### Problem to solve
Return the full listing below, unchanged.

[Entries shown]

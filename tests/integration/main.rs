//! Integration tests for the carve-rs extraction engine.
//!
//! Run with: `cargo test --test integration`

mod atomicity;
mod extract;
mod labels;
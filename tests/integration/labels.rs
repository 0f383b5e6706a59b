//! Label semantics across clause boundaries.

use std::io::Write as _;

use carve_rs::{parse_program, run_program, EngineError, FileView};

fn view(content: &[u8]) -> FileView {
    let mut f = tempfile::tempfile().unwrap();
    f.write_all(content).unwrap();
    FileView::from_file(f).unwrap()
}

fn run(content: &[u8], ops: &str) -> Result<Vec<u8>, EngineError> {
    let tokens: Vec<String> = ops.split_whitespace().map(String::from).collect();
    let program = parse_program(&tokens).unwrap();
    let mut io = view(content);
    let mut out = Vec::new();
    run_program(&program, &mut io, &mut out)?;
    Ok(out)
}

#[test]
fn relabel_updates_position() {
    // A is committed twice; the second position wins for later clauses.
    let out = run(
        b"0123456789",
        "label A :: skip 6b label A :: goto A take 2b",
    )
    .unwrap();
    assert_eq!(out, b"67");
}

#[test]
fn label_from_failed_clause_never_exists() {
    let err = run(b"0123456789", "skip 2b label A find NOPE :: goto A").unwrap_err();
    assert!(matches!(err, EngineError::LocResolve(_)));
}

#[test]
fn last_staged_write_wins_at_commit() {
    // Both writes happen in one clause; only the final position persists.
    let out = run(
        b"0123456789",
        "label A skip 5b label A :: goto A take 2b",
    )
    .unwrap();
    assert_eq!(out, b"56");
}

#[test]
fn oldest_label_is_evicted_once_slots_fill() {
    // Commit 33 distinct labels; the first one is the eviction victim.
    let mut ops = String::from("label L0");
    for i in 1..33 {
        ops.push_str(&format!(" :: label L{i}"));
    }
    ops.push_str(" :: goto L0 take 1b");
    // Earlier clauses committed, so the run succeeds, but the final
    // clause fails to resolve the evicted label and emits nothing.
    let out = run(b"0123456789", &ops).unwrap();
    assert!(out.is_empty());

    // L1 survived the eviction and still resolves.
    let mut ops = String::from("label L0");
    for i in 1..33 {
        ops.push_str(&format!(" :: label L{i}"));
    }
    ops.push_str(" :: goto L1 take 1b");
    let out = run(b"0123456789", &ops).unwrap();
    assert_eq!(out, b"0");
}

#[test]
fn label_offset_location() {
    let out = run(b"0123456789", "skip 3b label M :: goto M+2b take 1b").unwrap();
    assert_eq!(out, b"5");
}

[/Entries shown]

### Exercise response
filename tests/integration/main.rs
//! Integration tests for the carve-rs extraction engine.
//!
//! Run with: `cargo test --test integration`

mod atomicity;
mod extract;
mod labels;
filename tests/integration/labels.rs
repository 0f383b5e6706a59b
//! Label semantics across clause boundaries.

use std::io::Write as _;

use carve_rs::{parse_program, run_program, EngineError, FileView};

fn view(content: &[u8]) -> FileView {
    let mut f = tempfile::tempfile().unwrap();
    f.write_all(content).unwrap();
    FileView::from_file(f).unwrap()
}

fn run(content: &[u8], ops: &str) -> Result<Vec<u8>, EngineError> {
    let tokens: Vec<String> = ops.split_whitespace().map(String::from).collect();
    let program = parse_program(&tokens).unwrap();
    let mut io = view(content);
    let mut out = Vec::new();
    run_program(&program, &mut io, &mut out)?;
    Ok(out)
}

#[test]
fn relabel_updates_position() {
    // A is committed twice; the second position wins for later clauses.
    let out = run(
        b"0123456789",
        "label A :: skip 6b label A :: goto A take 2b",
    )
    .unwrap();
    assert_eq!(out, b"67");
}

#[test]
fn label_from_failed_clause_never_exists() {
    let err = run(b"0123456789", "skip 2b label A find NOPE :: goto A").unwrap_err();
    assert!(matches!(err, EngineError::LocResolve(_)));
}

#[test]
fn last_staged_write_wins_at_commit() {
    // Both writes happen in one clause; only the final position persists.
    let out = run(
        b"0123456789",
        "label A skip 5b label A :: goto A take 2b",
    )
    .unwrap();
    assert_eq!(out, b"56");
}

#[test]
fn oldest_label_is_evicted_once_slots_fill() {
    // Commit 33 distinct labels; the first one is the eviction victim.
    let mut ops = String::from("label L0");
    for i in 1..33 {
        ops.push_str(&format!(" :: label L{i}"));
    }
    ops.push_str(" :: goto L0 take 1b");
    // Earlier clauses committed, so the run succeeds, but the final
    // clause fails to resolve the evicted label and emits nothing.
    let out = run(b"0123456789", &ops).unwrap();
    assert!(out.is_empty());

    // L1 survived the eviction and still resolves.
    let mut ops = String::from("label L0");
    for i in 1..33 {
        ops.push_str(&format!(" :: label L{i}"));
    }
    ops.push_str(" :: goto L1 take 1b");
    let out = run(b"0123456789", &ops).unwrap();
    assert_eq!(out, b"0");
}

#[test]
fn label_offset_location() {
    let out = run(b"0123456789", "skip 3b label M :: goto M+2b take 1b").unwrap();
    assert_eq!(out, b"5");
}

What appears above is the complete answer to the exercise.